To that end, Layta will be disguising herself as a man to play in the $10,000 WSOP Main Event. On a GoFundMe page started to help her “fund the legal fight needed to prove women should have the right to dress as a man,” she says she has won five times more often in poker tournaments when dressed as a man.

World Series of PokerThere have been several occasions when men have dressed as women to play in poker tournaments, but there is a significant difference between those instances and what Layta plans on doing. First, the men did it to enter the Ladies Event at the World Series of Poker, whereas Layta is doing it for the Main Event, an open event. Second, the men really did it as a joke (not a particularly funny one) – the WSOP can’t legally keep men out of the Ladies event – whereas Layta is very serious about what she is doing.

Layta isn’t wrong when she says women get treated differently at the poker table; that’s one reason Ladies events exist. Poker has traditionally been a good ol’ boys club and though times are gradually changing, men are extremely over-represented in live poker tournaments. Only four percent of last year’s Main Event field was female. Men tend to – whether consciously or not – consider women weaker poker players; worse, men often treat women as such at the tables with condescending comments and uncomfortable stares. As a man myself, I certainly can’t speak to what women feel when playing live poker, but I do know that when female players are discussed in online forums, their worth is usually based more on their physical appearance than their poker prowess. It’s pretty gross.

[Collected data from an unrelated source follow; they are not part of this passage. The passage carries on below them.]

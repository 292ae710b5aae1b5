//! Relationship resolution and table access for one engine pass.
//!
//! The resolver owns the record-level side of relationships: reading
//! foreign keys and junction rows into in-memory references, writing
//! them back on save, and executing delete-behavior propagation. It
//! works against a [`TableWorkspace`], which batches table documents
//! for the duration of one `save_changes` or query call: fetch once,
//! mutate in memory, flush dirty tables at the end.

use crate::entity::Key;
use crate::error::{CoreResult, ValidationFailure};
use crate::schema::{
    fk_field, junction_table, Cardinality, DeleteBehavior, EntitySchema, RelationshipDescriptor,
    SchemaRegistry,
};
use crate::set::EntitySetOps;
use reldb_storage::{Record, TableDocument, TableStore};
use std::collections::{btree_map::Entry, BTreeMap, BTreeSet};
use tracing::debug;

/// Per-call cache of table documents.
///
/// Documents are fetched from the store on first touch and written
/// back - dirty ones only - by [`TableWorkspace::flush`]. Reads never
/// mark a table dirty, so a read-only pass flushes nothing.
pub(crate) struct TableWorkspace<'a> {
    store: &'a dyn TableStore,
    tables: BTreeMap<String, TableDocument>,
    dirty: BTreeSet<String>,
}

impl<'a> TableWorkspace<'a> {
    /// Creates a workspace over the given store.
    pub(crate) fn new(store: &'a dyn TableStore) -> Self {
        Self {
            store,
            tables: BTreeMap::new(),
            dirty: BTreeSet::new(),
        }
    }

    fn entry(&mut self, name: &str) -> CoreResult<&mut TableDocument> {
        match self.tables.entry(name.to_string()) {
            Entry::Occupied(occupied) => Ok(occupied.into_mut()),
            Entry::Vacant(vacant) => {
                let table = self.store.get_table(name, true)?.unwrap_or_default();
                Ok(vacant.insert(table))
            }
        }
    }

    /// Returns the table for reading, fetching it on first touch.
    pub(crate) fn table(&mut self, name: &str) -> CoreResult<&TableDocument> {
        self.entry(name).map(|t| &*t)
    }

    /// Returns the table for mutation and marks it dirty.
    pub(crate) fn table_mut(&mut self, name: &str) -> CoreResult<&mut TableDocument> {
        self.dirty.insert(name.to_string());
        self.entry(name)
    }

    /// Writes every dirty table back to the store.
    pub(crate) fn flush(&mut self) -> CoreResult<()> {
        for name in std::mem::take(&mut self.dirty) {
            if let Some(table) = self.tables.get(&name) {
                self.store.save_table(&name, table)?;
            }
        }
        Ok(())
    }
}

/// Finds one record by entity key.
pub(crate) fn find_record(
    workspace: &mut TableWorkspace<'_>,
    schema: &EntitySchema,
    key: &Key,
) -> CoreResult<Option<Record>> {
    Ok(workspace
        .table(schema.name)?
        .find_by(schema.key_field, key.as_str())
        .cloned())
}

/// Reads the related keys for every declared relation of one entity
/// being hydrated.
///
/// Returns `(relation name, related type, keys)` triples. Absent
/// foreign keys yield empty key lists; absence is valid, not an error.
pub(crate) fn load_relation_keys(
    registry: &SchemaRegistry,
    workspace: &mut TableWorkspace<'_>,
    schema: &EntitySchema,
    record: &Record,
    key: &Key,
) -> CoreResult<Vec<(&'static str, &'static str, Vec<Key>)>> {
    let mut loaded = Vec::with_capacity(schema.relations.len());

    for relation in schema.relations {
        let related = registry.get(relation.related)?;
        let keys = match relation.cardinality {
            // The record itself carries the foreign key.
            Cardinality::ManyToOne | Cardinality::OneToOne => record
                .get(&fk_field(related))
                .map(Key::from)
                .into_iter()
                .collect(),
            // The related records carry the foreign key; scan for ours.
            Cardinality::OneToMany => {
                let fk = fk_field(schema);
                workspace
                    .table(related.name)?
                    .iter()
                    .filter(|r| r.get(&fk) == Some(key.as_str()))
                    .filter_map(|r| r.get(related.key_field))
                    .map(Key::from)
                    .collect()
            }
            Cardinality::ManyToMany => {
                let junction = junction_table(schema.name, related.name);
                workspace
                    .table(&junction)?
                    .iter()
                    .filter(|row| row.get(schema.name) == Some(key.as_str()))
                    .filter_map(|row| row.get(related.name))
                    .map(Key::from)
                    .collect()
            }
        };
        loaded.push((relation.name, relation.related, keys));
    }

    Ok(loaded)
}

/// Recomputes the full junction row set for one entity: every previous
/// row keyed to it is removed and one row per currently associated key
/// is inserted. A full replace, not an incremental diff.
///
/// A `New` entity has no previous rows of its own, so its pass skips
/// the removal; otherwise it would clobber rows the other side wrote
/// earlier in the same cycle. Inserts skip rows that already exist, so
/// both sides naming the same pair stay deduplicated.
pub(crate) fn replace_junction_rows(
    workspace: &mut TableWorkspace<'_>,
    schema: &EntitySchema,
    relation: &RelationshipDescriptor,
    key: &Key,
    associated: &[Key],
    is_new: bool,
) -> CoreResult<()> {
    let junction = junction_table(schema.name, relation.related);
    let table = workspace.table_mut(&junction)?;

    if !is_new {
        table.remove_by(schema.name, key.as_str());
    }
    for related_key in associated {
        let exists = table.iter().any(|row| {
            row.get(schema.name) == Some(key.as_str())
                && row.get(relation.related) == Some(related_key.as_str())
        });
        if exists {
            continue;
        }
        let mut row = Record::new();
        row.set(schema.name, key.as_str());
        row.set(relation.related, related_key.as_str());
        table.push(row);
    }
    Ok(())
}

/// Everything a delete propagation did, so the context can bring the
/// in-memory sets in step with the table documents.
#[derive(Debug, Default)]
pub(crate) struct DeleteOutcome {
    /// Records removed, the root entity included: `(type, key)`.
    pub(crate) deleted: Vec<(&'static str, Key)>,
    /// Children whose foreign key to a deleted parent was stripped:
    /// `(child type, child key, parent type)`.
    pub(crate) fk_cleared: Vec<(&'static str, Key, &'static str)>,
    /// Junction partners that lost an association:
    /// `(partner type, partner key, deleted type, deleted key)`.
    pub(crate) detached: Vec<(&'static str, Key, &'static str, Key)>,
}

/// Deletes one entity's record and propagates delete behaviors across
/// its relationships, recursively.
///
/// Operates purely on table documents; the caller applies the returned
/// outcome to the in-memory sets. A visited set bounds recursion over
/// cyclic data.
pub(crate) fn propagate_delete(
    registry: &SchemaRegistry,
    workspace: &mut TableWorkspace<'_>,
    type_name: &str,
    key: &Key,
) -> CoreResult<DeleteOutcome> {
    let mut outcome = DeleteOutcome::default();
    let mut visited = BTreeSet::new();
    delete_recursive(registry, workspace, type_name, key, &mut visited, &mut outcome)?;
    Ok(outcome)
}

fn delete_recursive(
    registry: &SchemaRegistry,
    workspace: &mut TableWorkspace<'_>,
    type_name: &str,
    key: &Key,
    visited: &mut BTreeSet<(&'static str, Key)>,
    outcome: &mut DeleteOutcome,
) -> CoreResult<()> {
    let schema = registry.get(type_name)?;
    if !visited.insert((schema.name, key.clone())) {
        return Ok(());
    }

    for relation in schema.relations {
        match relation.cardinality {
            Cardinality::ManyToMany => {
                let related = registry.get(relation.related)?;
                let junction = junction_table(schema.name, related.name);
                let partners: Vec<Key> = workspace
                    .table(&junction)?
                    .iter()
                    .filter(|row| row.get(schema.name) == Some(key.as_str()))
                    .filter_map(|row| row.get(related.name))
                    .map(Key::from)
                    .collect();

                // The related type's own descriptor back to us decides
                // whether its records die with this one.
                let reverse_cascades = registry
                    .reverse_many_to_many(related, schema.name)
                    .is_some_and(|r| r.on_delete == DeleteBehavior::Cascade);

                workspace
                    .table_mut(&junction)?
                    .retain(|row| row.get(schema.name) != Some(key.as_str()));

                for partner in partners {
                    if reverse_cascades {
                        debug!(
                            from = schema.name,
                            to = related.name,
                            key = %partner,
                            "many-to-many cascade"
                        );
                        delete_recursive(
                            registry, workspace, related.name, &partner, visited, outcome,
                        )?;
                    } else {
                        outcome.detached.push((
                            related.name,
                            partner,
                            schema.name,
                            key.clone(),
                        ));
                    }
                }
            }
            Cardinality::OneToMany => {
                let related = registry.get(relation.related)?;
                let fk = fk_field(schema);
                let children: Vec<Key> = workspace
                    .table(related.name)?
                    .iter()
                    .filter(|r| r.get(&fk) == Some(key.as_str()))
                    .filter_map(|r| r.get(related.key_field))
                    .map(Key::from)
                    .collect();

                match relation.on_delete {
                    DeleteBehavior::SetNull => {
                        let table = workspace.table_mut(related.name)?;
                        for row in table.iter_mut() {
                            if row.get(&fk) == Some(key.as_str()) {
                                row.remove(&fk);
                            }
                        }
                        for child in children {
                            outcome.fk_cleared.push((related.name, child, schema.name));
                        }
                    }
                    DeleteBehavior::Cascade => {
                        for child in children {
                            debug!(
                                from = schema.name,
                                to = related.name,
                                key = %child,
                                "cascade delete"
                            );
                            delete_recursive(
                                registry, workspace, related.name, &child, visited, outcome,
                            )?;
                        }
                    }
                    // Unreachable for a validated registry.
                    _ => {}
                }
            }
            // Deleting this side obligates nothing on the side it
            // points to; one-to-one orphans are swept after the save
            // pass.
            Cardinality::OneToOne | Cardinality::ManyToOne => {}
        }
    }

    workspace
        .table_mut(schema.name)?
        .remove_by(schema.key_field, key.as_str());
    outcome.deleted.push((schema.name, key.clone()));
    Ok(())
}

/// Removes one-to-one dependents no longer referenced by any owner.
///
/// For every declared `OneToOne` relation with `Orphan` behavior, the
/// related table's keys are compared against the foreign keys held by
/// live owner records; unreferenced records are deleted outright, with
/// no further cascade.
pub(crate) fn orphan_sweep(
    registry: &SchemaRegistry,
    workspace: &mut TableWorkspace<'_>,
) -> CoreResult<Vec<(&'static str, Key)>> {
    let mut removed = Vec::new();

    for schema in registry.iter() {
        for relation in schema.relations.iter().filter(|r| {
            r.cardinality == Cardinality::OneToOne && r.on_delete == DeleteBehavior::Orphan
        }) {
            let related = registry.get(relation.related)?;
            let fk = fk_field(related);

            let referenced: BTreeSet<String> = workspace
                .table(schema.name)?
                .iter()
                .filter_map(|r| r.get(&fk).map(str::to_string))
                .collect();

            let orphans: Vec<Key> = workspace
                .table(related.name)?
                .iter()
                .filter_map(|r| r.get(related.key_field))
                .filter(|k| !referenced.contains(*k))
                .map(Key::from)
                .collect();

            if orphans.is_empty() {
                continue;
            }

            debug!(
                owner = schema.name,
                orphan_side = related.name,
                count = orphans.len(),
                "orphan sweep"
            );
            let table = workspace.table_mut(related.name)?;
            for key in orphans {
                table.remove_by(related.key_field, key.as_str());
                removed.push((related.name, key));
            }
        }
    }

    Ok(removed)
}

/// Environment handed to a set's save pass: the registry, the shared
/// table workspace, every *other* type's set (for cascade and
/// deleted-target checks), and the validation failure batch.
pub(crate) struct SaveEnv<'a, 'w> {
    pub(crate) registry: &'a SchemaRegistry,
    pub(crate) workspace: &'a mut TableWorkspace<'w>,
    pub(crate) sets: &'a mut BTreeMap<&'static str, Box<dyn EntitySetOps>>,
    pub(crate) failures: &'a mut Vec<ValidationFailure>,
}

/// Hydrates a record and every relationship value reachable from it
/// into the owning sets.
///
/// Worklist-driven: tracking an entity yields its `(related type,
/// key)` pairs; pairs not already tracked are fetched by key and
/// tracked in their own set. The already-tracked check cuts cycles.
pub(crate) fn hydrate_graph(
    registry: &SchemaRegistry,
    sets: &mut BTreeMap<&'static str, Box<dyn EntitySetOps>>,
    workspace: &mut TableWorkspace<'_>,
    type_name: &'static str,
    record: Record,
) -> CoreResult<()> {
    let mut work = vec![(type_name, record)];

    while let Some((current, record)) = work.pop() {
        let Some(mut set) = sets.remove(current) else {
            continue;
        };
        let tracked = set.track_record(&record, registry, workspace);
        sets.insert(current, set);

        for (related_type, related_key) in tracked? {
            let already = sets
                .get(related_type)
                .is_some_and(|s| s.contains(&related_key));
            if already {
                continue;
            }
            let related = registry.get(related_type)?;
            if let Some(related_record) = find_record(workspace, related, &related_key)? {
                work.push((related_type, related_record));
            }
        }
    }

    Ok(())
}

From the Card Player article:

Layta said women in poker encounter bullying, sometimes arising to the level where it makes it so “women aren’t able to play poker the way men are.” She also cited a strategy example, saying that most women are better off slow playing their hands in order to get action from men. “It’s really hard to win a tournament when you have to limp in,” she said.

Should Layta make the money in the Main Event, she plans on removing her disguise.

It is not uncommon for players to dress up in costumes or even masks at the WSOP Main Event to be goofy or draw the attention of ESPN’s cameras, but masks are always removed before play starts. Famously, Phil Laak disguised himself as an old man in 2008 and played with the disguise for quite some time. After that the WSOP instituted a rule to prevent that. Rule 55, the “Phil Laak Rule”, reads as follows:

Participants may not cover or conceal their facial identity. Tournament officials must be able to distinguish the identity of each participant at all times and may instruct participants to remove any material that inhibits their identification or is a distraction to other participants or Tournament officials. Participants may wear sunglasses and sweat shirts with hoods, but may be asked to remove them if Tournament officials cannot identify them.

This rule seems to exist for a couple reasons. The WSOP sees it as unfair if a player who is known by his or her opponents can’t be identified, as in the Laak situation. This would give the undercover player an advantage, as anyone who knew how that person normally played wouldn’t be able to use that information. The other reason may be to prevent a skilled pro from subbing in for a less-skilled friend (or client, as the payment case may be). Account sharing is disallowed by online poker rooms; this would be the same thing, just more difficult to pull off live.

A spokesperson for Layta’s book launch told CardPlayer that they believe her disguise wouldn’t violate the spirit of the rule.

“In Sia’s case, she will be playing as herself, but the table will only know her (visually) as a man,” the spokesperson said. “There are also many new considerations now that people ‘in transition’ have become common. In any case, she will go forward with playing.”

Caesars Interactive Entertainment’s VP of Corporate Communications, Seth Palansky, told Card Player that Sia Layta could be disqualified – and lose her $10,000 buy-in – if she goes ahead with her disguise plan. He suggested she go undercover in a tournament without a rule against disguises.